The Securities and Exchange Commission today filed fraud charges against New York-based hedge fund adviser Philip A. Falcone and his advisory firm, Harbinger Capital Partners LLC for illicit conduct that included misappropriation of client assets, market manipulation, and betraying clients. The SEC also charged Peter A. Jenson, Harbinger’s former Chief Operating Officer, for aiding and abetting the misappropriation scheme. Additionally, the SEC reached a settlement with Harbinger for unlawful trading.

In a separate, settled action, the SEC charged Harbert Management Corporation, whose affiliates served as the managing members of two Harbinger-related entities, as a controlling person in the market manipulation.

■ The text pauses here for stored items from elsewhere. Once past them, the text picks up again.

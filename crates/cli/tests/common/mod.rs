//! Common utilities for integration tests

pub mod cli;
pub mod fixtures;

// Re-export commonly used items
pub use fixtures::TestBackend;
//! Show the partial-update payload between two versions of a record

use anyhow::Result;
use cg_core::{cleared_fields, ChangeSet};
use cli_lib::{diff_utils, util};
use owo_colors::OwoColorize;
use serde_json::json;
use std::path::Path;

pub async fn run(original: &Path, updated: &Path, as_json: bool, context: usize) -> Result<()> {
    // 1. Load both versions
    let original = util::read_record(original)?;
    let updated = util::read_record(updated)?;

    // 2. Reduce to the payload that would be submitted
    let payload = ChangeSet::between(&original, &updated);
    let ignored = cleared_fields(&original, &updated);

    if as_json {
        return util::print_json(&json!({
            "payload": payload,
            "ignored_clears": ignored,
        }));
    }

    // 3. Display payload
    if payload.is_empty() {
        println!("{}", "No changes to submit".dimmed());
    } else {
        println!(
            "{} ({} field{})",
            "PATCH payload".bold(),
            payload.len(),
            if payload.len() == 1 { "" } else { "s" }
        );
        println!("{}", util::to_pretty_json(&payload)?);
    }

    if !ignored.is_empty() {
        println!();
        println!(
            "{} Cleared fields are not submitted: {}",
            "!".yellow(),
            util::format_fields(&ignored).yellow()
        );
    }

    // 4. Show what the record looks like once the payload lands
    if !payload.is_empty() {
        let applied = payload.apply_to(&original);
        println!();
        println!("{}", "Result".bold());
        print!("{}", diff_utils::record_diff(&original, &applied, context)?);
    }

    Ok(())
}
//! Workflow integration tests
//!
//! Each module drives one command family through the built binary.

pub mod config_pages;
pub mod diff_clean;
pub mod hydrate_screen;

The SEC alleges that Falcone used fund assets to pay his taxes, conducted an illegal “short squeeze” to manipulate bond prices, secretly favored certain customers at the expense of others, and that Harbinger unlawfully bought equity securities in a public offering, after having sold short the same security during a restricted period.

Today’s charges read like the final exam in a graduate school course in how to operate a hedge fund unlawfully,” said Robert Khuzami, Director of the SEC’s Division of Enforcement.  “Clients and market participants alike were victimized as Falcone unscrupulously used fund assets to pay his personal taxes, manipulated the market for certain bonds, favored some clients at the expense of others, and violated trading rules intended to prohibit manipulative short sales.”

The SEC filed actions in U.S. District Court for the Southern District of New York against Falcone, Jenson, and Harbinger, and, in connection with the illegal trading scheme, separately instituted and settled administrative and cease-and-desist proceedings against Harbinger.

In particular, the SEC alleges that:

  • Falcone fraudulently obtained $113.2 million from a hedge fund that he advised and misappropriated the proceeds to pay his personal taxes;
  • Falcone and two Harbinger investment managers through which Falcone operated manipulated the price and availability of a series of distressed high-yield bonds by engaging in an illegal “short squeeze;”
  • Falcone and Harbinger secretly offered and granted favorable redemption and liquidity rights to certain strategically-important investors in exchange for those investors’ consent to restrict redemption rights of other fund investors, and concealed the arrangement from the fund’s directors and investors; and
  • Harbinger engaged in illegal trades in connection with the purchase of common stock in three public offerings after having sold the same securities short during a restricted period.

“Not only are hedge fund managers expected to be savvy investors, they are supposed to serve the interests of their clients. Here, in addition to raiding a fund for personal benefit and cutting secret deals with favored investors, Falcone then lied to investors about what he had done,” said Bruce Karpati, Chief of the Asset Management Unit in the SEC’s Division of Enforcement.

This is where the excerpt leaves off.